▸ Work order
The line containing "and document-level metadata" and every line after it, through the last line of the records, are to be transcribed exactly, and nothing else.

[Saved data entries]
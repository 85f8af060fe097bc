//! docsearch-context: turning documents into searchable passages
//!
//! This crate covers everything between a file on disk and the list of text chunks handed
//! to the embedder:
//!
//! - [`document`]: PDF/DOCX text extraction and document-level metadata
//! - [`chunker`]: deterministic overlapping word windows
//! - [`enrich`]: year and place detection for filterable metadata
//! - [`metadata`]: the [`ChunkMetadata`] carried by every chunk

pub mod chunker;
pub mod document;
pub mod enrich;
pub mod error;
pub mod metadata;

pub use chunker::{Chunker, ChunkerConfig};
pub use document::{DocumentFormat, extract_text, source_metadata};
pub use enrich::{DEFAULT_LOCATIONS, MetadataEnricher, extract_year};
pub use error::{ContextError, Result};
pub use metadata::ChunkMetadata;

▸ Solved problem
//! - [`document`]: PDF/DOCX text extraction and document-level metadata
//! - [`chunker`]: deterministic overlapping word windows
//! - [`enrich`]: year and place detection for filterable metadata
//! - [`metadata`]: the [`ChunkMetadata`] carried by every chunk

pub mod chunker;
pub mod document;
pub mod enrich;
pub mod error;
pub mod metadata;

pub use chunker::{Chunker, ChunkerConfig};
pub use document::{DocumentFormat, extract_text, source_metadata};
pub use enrich::{DEFAULT_LOCATIONS, MetadataEnricher, extract_year};
pub use error::{ContextError, Result};
pub use metadata::ChunkMetadata;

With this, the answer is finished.